It was the frantic fluttering that caught my attention. I couldn’t hear the terrified cheeps because I was listening to Beethoven’s Ninth as I thinned out the wintergreen mint that had taken over the edge of the garden. Two tiny wrens were caught in my invisible fence. A third had escaped over the top.

I lifted the fine mesh fencing from the ground which allowed one of the little birds to escape. The other had tangled his claws and neck in his effort to break free.

“Shhhhhh…it’s okay Little One. Shhhhhhhh…” I said quietly.

Gently I slid my hand over his wings, holding him softly. He quieted. I slipped the mesh off his head and unwound it from his foot.

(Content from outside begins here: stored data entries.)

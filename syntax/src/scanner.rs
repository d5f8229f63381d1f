use crate::tokens::{keyword, LineNumber, Token, TokenType};

#[derive(Debug, Clone)]
pub struct ScannerState {
  pub ok: bool,
  pub message: &'static str,
  pub line: LineNumber,
  pub column: u32,
}

impl Default for ScannerState {
  fn default() -> Self {
    Self {
      ok: true,
      message: "",
      line: 1,
      column: 1,
    }
  }
}

pub struct Scanner<'source> {
  source: &'source str,
  bytes: &'source [u8],

  offset: usize,
  start: usize,
  line: LineNumber,
  column: u32,
  start_column: u32,

  last_token: TokenType,
  in_fstring_brace: bool,

  pub state: ScannerState,
}

impl<'source> Scanner<'source> {
  pub fn new(source: &'source str) -> Self {
    Self {
      source,
      bytes: source.as_bytes(),
      offset: 0,
      start: 0,
      line: 1,
      column: 1,
      start_column: 1,
      last_token: TokenType::Eof,
      in_fstring_brace: false,
      state: ScannerState::default(),
    }
  }

  pub fn scan_token(&mut self) -> Token<'source> {
    let line_before = self.line;
    self.skip_chars();

    // A line break directly after `return` ends the statement.
    if self.last_token == TokenType::Return && self.line > line_before {
      self.last_token = TokenType::SemiColon;
      return Token {
        ttype: TokenType::SemiColon,
        lexeme: "",
        line: line_before,
        column: self.column,
      };
    }

    let token = self.next_token();
    self.last_token = token.ttype;
    token
  }

  pub fn scan_fstring(&mut self) -> Token<'source> {
    while !self.at_end() && self.peek() != b'"' {
      self.start = self.offset;
      self.start_column = self.column;

      if self.matches(b'}') {
        self.in_fstring_brace = false;
        continue;
      }

      if self.matches(b'{') || self.in_fstring_brace {
        self.in_fstring_brace = true;
        return self.scan_token();
      }

      while !self.at_end() && self.peek() != b'{' && self.peek() != b'"' {
        if self.peek() == b'\n' {
          self.line += 1;
          self.column = 1;
        }
        self.advance();
      }

      return self.build(TokenType::String);
    }

    if self.at_end() {
      // Eof rather than Error, so callers cannot spin re-scanning
      self.error("unterminated format string found");
      return self.build(TokenType::Eof);
    }

    self.advance();
    self.start = self.offset;
    self.build(TokenType::FStringEnd)
  }

  fn next_token(&mut self) -> Token<'source> {
    self.start = self.offset;
    self.start_column = self.column;

    if self.at_end() {
      return self.build(TokenType::Eof);
    }

    let character = self.advance();

    match character {
      b'(' => self.build(TokenType::LeftParen),
      b')' => self.build(TokenType::RightParen),
      b'{' => self.build(TokenType::LeftBrace),
      b'}' => self.build(TokenType::RightBrace),
      b',' => self.build(TokenType::Comma),
      b';' => self.build(TokenType::SemiColon),
      b':' => self.build(TokenType::Colon),
      b'^' => self.build(TokenType::Caret),
      b'%' => self.build(TokenType::Percent),
      b'.' => {
        let ttype = if self.matches(b'.') {
          TokenType::DotDot
        } else {
          TokenType::Dot
        };
        self.build(ttype)
      }
      b'-' => {
        let ttype = if self.matches(b'=') {
          TokenType::MinusEqual
        } else if self.matches(b'-') {
          TokenType::MinusMinus
        } else {
          TokenType::Minus
        };
        self.build(ttype)
      }
      b'+' => {
        let ttype = if self.matches(b'=') {
          TokenType::PlusEqual
        } else if self.matches(b'+') {
          TokenType::PlusPlus
        } else {
          TokenType::Plus
        };
        self.build(ttype)
      }
      b'*' => {
        let ttype = if self.matches(b'=') {
          TokenType::StarEqual
        } else {
          TokenType::Star
        };
        self.build(ttype)
      }
      b'/' => {
        let ttype = if self.matches(b'=') {
          TokenType::SlashEqual
        } else {
          TokenType::Slash
        };
        self.build(ttype)
      }
      b'!' => {
        let ttype = if self.matches(b'=') {
          TokenType::BangEqual
        } else {
          TokenType::Bang
        };
        self.build(ttype)
      }
      b'=' => {
        let ttype = if self.matches(b'=') {
          TokenType::EqualEqual
        } else {
          TokenType::Equal
        };
        self.build(ttype)
      }
      b'>' => {
        let ttype = if self.matches(b'=') {
          TokenType::GreaterEqual
        } else {
          TokenType::Greater
        };
        self.build(ttype)
      }
      b'<' => {
        let ttype = if self.matches(b'=') {
          TokenType::LessEqual
        } else {
          TokenType::Less
        };
        self.build(ttype)
      }
      b'f' if self.peek() == b'"' => {
        self.advance();
        self.build(TokenType::FStringStart)
      }
      b'"' => self.scan_string(),
      b'0'..=b'9' => self.scan_number(),
      c if is_alpha(c) => self.scan_identifier(),
      _ => {
        self.error("unexpected character");
        self.build(TokenType::Error)
      }
    }
  }

  fn scan_string(&mut self) -> Token<'source> {
    while !self.at_end() && self.peek() != b'"' {
      if self.peek() == b'\n' {
        self.line += 1;
        self.column = 1;
      }
      self.advance();
    }

    if self.at_end() {
      self.error("unterminated string");
      return self.build(TokenType::Error);
    }

    self.advance();

    // lexeme excludes the enclosing quotes
    self.start += 1;
    self.offset -= 1;
    let token = self.build(TokenType::String);
    self.offset += 1;

    token
  }

  fn scan_number(&mut self) -> Token<'source> {
    while self.peek().is_ascii_digit() {
      self.advance();
    }

    if self.peek() == b'.' && self.peek_next().is_ascii_digit() {
      self.advance();
      while self.peek().is_ascii_digit() {
        self.advance();
      }
    }

    self.build(TokenType::Number)
  }

  fn scan_identifier(&mut self) -> Token<'source> {
    while is_alpha(self.peek()) || self.peek().is_ascii_digit() {
      self.advance();
    }

    let lexeme = &self.source[self.start..self.offset];
    self.build(keyword(lexeme).unwrap_or(TokenType::Identifier))
  }

  fn skip_chars(&mut self) {
    loop {
      match self.peek() {
        b' ' | b'\r' | b'\t' => {
          self.advance();
        }
        b'\n' => {
          self.line += 1;
          self.column = 1;
          self.offset += 1;
        }
        b'/' if self.peek_next() == b'/' => {
          while !self.at_end() && self.peek() != b'\n' {
            self.advance();
          }
        }
        b'/' if self.peek_next() == b'*' => {
          self.advance();
          self.advance();

          loop {
            if self.at_end() {
              self.error("multiline comment is not terminated");
              return;
            }
            if self.peek() == b'*' && self.peek_next() == b'/' {
              self.advance();
              self.advance();
              break;
            }
            if self.peek() == b'\n' {
              self.line += 1;
              self.column = 1;
            }
            self.advance();
          }
        }
        _ => return,
      }
    }
  }

  fn build(&self, ttype: TokenType) -> Token<'source> {
    Token {
      ttype,
      lexeme: &self.source[self.start..self.offset],
      line: self.line,
      column: self.start_column,
    }
  }

  fn at_end(&self) -> bool {
    self.offset >= self.bytes.len()
  }

  fn advance(&mut self) -> u8 {
    if self.at_end() {
      return b'\0';
    }
    self.column += 1;
    self.offset += 1;
    self.bytes[self.offset - 1]
  }

  fn matches(&mut self, expected: u8) -> bool {
    if self.at_end() || self.bytes[self.offset] != expected {
      return false;
    }
    self.advance();
    true
  }

  fn peek(&self) -> u8 {
    if self.at_end() {
      b'\0'
    } else {
      self.bytes[self.offset]
    }
  }

  fn peek_next(&self) -> u8 {
    if self.offset + 1 >= self.bytes.len() {
      b'\0'
    } else {
      self.bytes[self.offset + 1]
    }
  }

  fn error(&mut self, message: &'static str) {
    self.state.ok = false;
    self.state.message = message;
    self.state.line = self.line;
    self.state.column = self.column;
  }
}

fn is_alpha(c: u8) -> bool {
  c.is_ascii_alphabetic() || c == b'_'
}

In one flash he powerfully thrust himself out of my hand, backwinging to my left, only to fly into the mesh on that side of the garden. He began what could only be a birdie scream. From the tree on the boulevard loud cheeping erupted.

“You blundering idiot! You have got to fly over the thing! I showed you! I showed both of you! Come on now, pull back, then fly up!

“I’m trying, Papa! I’m trying! What is this thing? It is like a wall with teeth and claws!”

“Calm down, son. Calm down. It is called a net. Hush! The Big One is coming again. She will help you!”

“I don’t want her help! I don’t want her to touch me again!”

“She’s lifting the net. Wait for it. You can fly under it like I showed you.”


Wondering what was being said in the furious exchange of cheeps and trills and twitters, I followed the Little One to where he was beating against the mesh again. As I began to lift the mesh from the ground, he erupted into a loud rush of cheeping, and abruptly flew back from the fence, and then up, oops…up some more…oops…and over!

They were gone quickly. All was silent again except for the rustle of leaves in the tree, the buzz of bees in my mint patch and the whining of mosquitoes.